La désinsectisation, un goulot d’étranglement
L’étape de désinsectisation des légumineuses à graines est perçue comme le principal goulet d’étranglement de la chaîne logistique, et la principale source de complexité (et de perte nette de matière première) pendant les opérations de stockage et de tri. En céréales, les insectes sont inféodés au stockage, alors que pour les légumineuses à graines, la problématique des insectes commence bien plus en amont (au champ). La pression des insectes est plus forte sur les cultures de légumineuses à graines, en particulier en ce qui concerne la bruche, un insecte qui affecte essentiellement la lentille, la féverole, et le pois. Il est alors nécessaire de procéder à une étape de désinsectisation pour la mise aux normes du grain et d’effectuer un travail du grain plus important. Ce surcroît de tri et de manutention augmente les risques de casse du grain et, plus globalement, le taux de freinte. Les opérateurs soulignent le déficit de solutions et un besoin fort d’innover sur cette question.
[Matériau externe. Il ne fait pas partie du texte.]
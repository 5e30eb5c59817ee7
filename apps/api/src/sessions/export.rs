//! Summary exporter: renders a session as plain text or HTML.

use minijinja::Environment;
use serde::{Deserialize, Serialize};

use crate::errors::AppError;
use crate::models::session::InterviewSession;
use crate::sessions::summary::compute_session_summary;
use crate::sessions::templates::{SESSION_HTML_TEMPLATE, SESSION_TEXT_TEMPLATE};

const TEXT_TEMPLATE_NAME: &str = "session.txt";
const HTML_TEMPLATE_NAME: &str = "session.html";

#[derive(Debug, Clone, Copy, Default, Serialize, Deserialize, PartialEq, Eq)]
#[serde(rename_all = "snake_case")]
pub enum ExportFormat {
    #[default]
    Text,
    Html,
}

impl ExportFormat {
    pub fn content_type(&self) -> &'static str {
        match self {
            ExportFormat::Text => "text/plain; charset=utf-8",
            ExportFormat::Html => "text/html; charset=utf-8",
        }
    }

    pub fn file_extension(&self) -> &'static str {
        match self {
            ExportFormat::Text => "txt",
            ExportFormat::Html => "html",
        }
    }
}

#[derive(Debug, Serialize)]
struct CategoryLine {
    name: &'static str,
    count: usize,
}

#[derive(Debug, Serialize)]
struct ResponseView<'a> {
    number: usize,
    category: &'static str,
    question_text: &'a str,
    response_text: &'a str,
    word_count: usize,
    duration: String,
}

#[derive(Debug, Serialize)]
struct ExportView<'a> {
    scenario_name: &'a str,
    session_id: String,
    industry: &'a str,
    difficulty: &'static str,
    status: &'static str,
    started_at: String,
    finished_at: Option<String>,
    estimated_duration_minutes: u32,
    completion: String,
    answered: usize,
    total_questions: usize,
    total_words: usize,
    average_words: String,
    average_duration: String,
    categories: Vec<CategoryLine>,
    responses: Vec<ResponseView<'a>>,
}

/// "45s", "2m 05s".
pub fn format_duration(seconds: u64) -> String {
    if seconds < 60 {
        format!("{seconds}s")
    } else {
        format!("{}m {:02}s", seconds / 60, seconds % 60)
    }
}

fn build_view(session: &InterviewSession) -> ExportView<'_> {
    let summary = compute_session_summary(session);
    let timestamp = |t: chrono::DateTime<chrono::Utc>| t.format("%Y-%m-%d %H:%M UTC").to_string();

    ExportView {
        scenario_name: session.scenario_name(),
        session_id: session.id().to_string(),
        industry: session.industry(),
        difficulty: session.difficulty_level().as_str(),
        status: session.status().as_str(),
        started_at: timestamp(session.started_at()),
        finished_at: session
            .completed_at()
            .or(session.abandoned_at())
            .map(timestamp),
        estimated_duration_minutes: session.estimated_duration_minutes(),
        completion: format!("{:.1}%", summary.completion_percentage),
        answered: summary.answered,
        total_questions: summary.total_questions,
        total_words: summary.total_word_count,
        average_words: format!("{:.1}", summary.average_word_count),
        average_duration: format_duration(summary.average_response_seconds.round() as u64),
        categories: summary
            .category_breakdown
            .iter()
            .map(|(category, &count)| CategoryLine {
                name: category.as_str(),
                count,
            })
            .collect(),
        responses: session
            .responses()
            .iter()
            .enumerate()
            .map(|(i, r)| ResponseView {
                number: i + 1,
                category: r.question_category.as_str(),
                question_text: &r.question_text,
                response_text: &r.response_text,
                word_count: r.word_count,
                duration: format_duration(r.response_duration_seconds),
            })
            .collect(),
    }
}

fn environment() -> Result<Environment<'static>, minijinja::Error> {
    let mut env = Environment::new();
    env.set_trim_blocks(true);
    env.add_template(TEXT_TEMPLATE_NAME, SESSION_TEXT_TEMPLATE)?;
    env.add_template(HTML_TEMPLATE_NAME, SESSION_HTML_TEMPLATE)?;
    Ok(env)
}

/// Renders header metadata, metrics and the full transcript. Works for any
/// session status.
pub fn render_session(session: &InterviewSession, format: ExportFormat) -> Result<String, AppError> {
    let template_name = match format {
        ExportFormat::Text => TEXT_TEMPLATE_NAME,
        ExportFormat::Html => HTML_TEMPLATE_NAME,
    };

    let env = environment().map_err(|e| AppError::Internal(e.into()))?;
    env.get_template(template_name)
        .and_then(|template| template.render(build_view(session)))
        .map_err(|e| AppError::Internal(e.into()))
}

#[cfg(test)]
mod tests {
    use super::*;
    use crate::models::question::{Difficulty, Question, QuestionCategory};
    use crate::models::session::NewSession;
    use chrono::Utc;
    use uuid::Uuid;

    fn answered_session(answer: &str) -> InterviewSession {
        let (q1, q2) = (Uuid::new_v4(), Uuid::new_v4());
        let mut session = InterviewSession::start(
            Uuid::new_v4(),
            NewSession {
                role_id: Uuid::nil(),
                industry: "logistics".to_string(),
                scenario_name: "Ops <Lead> rehearsal".to_string(),
                difficulty_level: Difficulty::Senior,
                estimated_duration_minutes: 16,
                question_sequence: vec![q1, q2],
            },
            Utc::now(),
        )
        .unwrap();
        let question = Question {
            uuid: q1,
            role_id: Uuid::nil(),
            prompt: "Tell me about a time you & your team missed a deadline.".to_string(),
            category: QuestionCategory::Behavioral,
            difficulty: Difficulty::Senior,
            expected_skills: vec![],
            star_framework: None,
            interviewer_guidance: None,
        };
        session
            .record_response(&question, answer, 125, Utc::now())
            .unwrap();
        session
    }

    #[test]
    fn test_format_duration() {
        assert_eq!(format_duration(0), "0s");
        assert_eq!(format_duration(45), "45s");
        assert_eq!(format_duration(125), "2m 05s");
    }

    #[test]
    fn test_text_export_has_header_metrics_and_transcript() {
        let answer = "We missed the launch by a week, so I reset scope and communicated daily";
        let session = answered_session(answer);
        let text = render_session(&session, ExportFormat::Text).unwrap();

        assert!(text.starts_with("MOCK INTERVIEW SUMMARY"));
        assert!(text.contains("Scenario:    Ops <Lead> rehearsal"));
        assert!(text.contains("Difficulty:  senior"));
        assert!(text.contains("Status:      in_progress"));
        assert!(text.contains("Completion:        50.0% (1/2 questions)"));
        assert!(text.contains("behavioral: 1"));
        assert!(text.contains("Q1 [behavioral] Tell me about a time you & your team missed a deadline."));
        assert!(text.contains("Time: 2m 05s"));
        assert!(text.contains(answer));
    }

    #[test]
    fn test_html_export_escapes_user_content() {
        let answer = "I wrote <script>alert('x')</script> into the postmortem doc for the whole team";
        let session = answered_session(answer);
        let html = render_session(&session, ExportFormat::Html).unwrap();

        assert!(html.starts_with("<!DOCTYPE html>"));
        assert!(html.contains("Ops &lt;Lead&gt; rehearsal"));
        assert!(!html.contains("<script>"));
        assert!(html.contains("&lt;script&gt;"));
        assert!(html.contains("you &amp; your team"));
    }

    #[test]
    fn test_export_without_responses() {
        let session = InterviewSession::start(
            Uuid::new_v4(),
            NewSession {
                role_id: Uuid::nil(),
                industry: "logistics".to_string(),
                scenario_name: "Fresh".to_string(),
                difficulty_level: Difficulty::Entry,
                estimated_duration_minutes: 3,
                question_sequence: vec![Uuid::new_v4()],
            },
            Utc::now(),
        )
        .unwrap();
        let text = render_session(&session, ExportFormat::Text).unwrap();
        assert!(text.contains("No responses recorded."));
        assert!(text.contains("Completion:        0.0% (0/1 questions)"));
    }

    #[test]
    fn test_format_metadata() {
        assert_eq!(ExportFormat::Html.content_type(), "text/html; charset=utf-8");
        assert_eq!(ExportFormat::Text.file_extension(), "txt");
        assert_eq!(ExportFormat::default(), ExportFormat::Text);
    }
}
Des cultures associées difficiles à appréhender
Lentille-céréale à paille, fèverole-blé, pois-céréale à paille, lentille-cameline etc : les cultures associant une légumineuse et une céréale sont porteuses d’intérêts agronomiques majeurs, dont l’agriculture bio est coutumière. Il en va différemment en conventionnel. Selon l’étude, le concept constitue un potentiel de développement des surfaces de légumineuses important dans un contexte de pression croissante sur l’utilisation d’engrais azotés minéraux. Mais les OS pointent un surcoût logistique préjudiciable à leur compétitivité , auxquels s’ajoutent des risque de contamination croisée au gluten et aux allergènes. L’étude met en avant des voies d’optimisation à chacune des trois maillons de la chaine (agriculteurs, OS, clients finaux) et recommande de prévoir la possibilité du tri des cultures associées dans les silos en construction, un levier majeur à anticiper pour l’avenir pour des outils qui seront utilisés plusieurs décennies, même si cette option n’est pas activée à court terme.
Des légumes secs qui doivent trouver leurs consommateurs
En ce qui concerne les légumes secs destinés à l’alimentation humaine, l’étude relève une difficulté d’appropriation des enjeux logistiques. Les légumes secs sont caractérisés par une atomisation des flux en lien avec une segmentation croissante (espèces, variétés, signes de qualité dont un développement fort du bio) nécessitant plus d’allotement. L’étude recommande par ailleurs d’engager des actions pour favoriser l’utilisation de légumes secs locaux dans les cantines scolaires. Un besoin de formation existe à ce niveau en matière d’adaptation des marchés, de compréhension des contraintes des OS pour des volumes relativement dispersés et faibles.
Une coopération céréaliers-éleveurs à réinventer
Concernant les légumineuses fourragères, dont les surfaces sont en très forte croissance (doublement en 7-8 ans), l’étude regrette l’absence de solution intermédiaire entre le séchage en petites unités (échelle de l’exploitation agricole) et les unités de déshydratation (25 usines pour environ 700 milliers de tonnes). Elle estime urgent d'inventer de nouveaux modèles pour le séchage et la logistique des légumineuses fourragères afin de pouvoir mettre en relation des céréaliers de plus en plus enclins à en produire et des éleveurs en déficit de fourrage riche en protéines.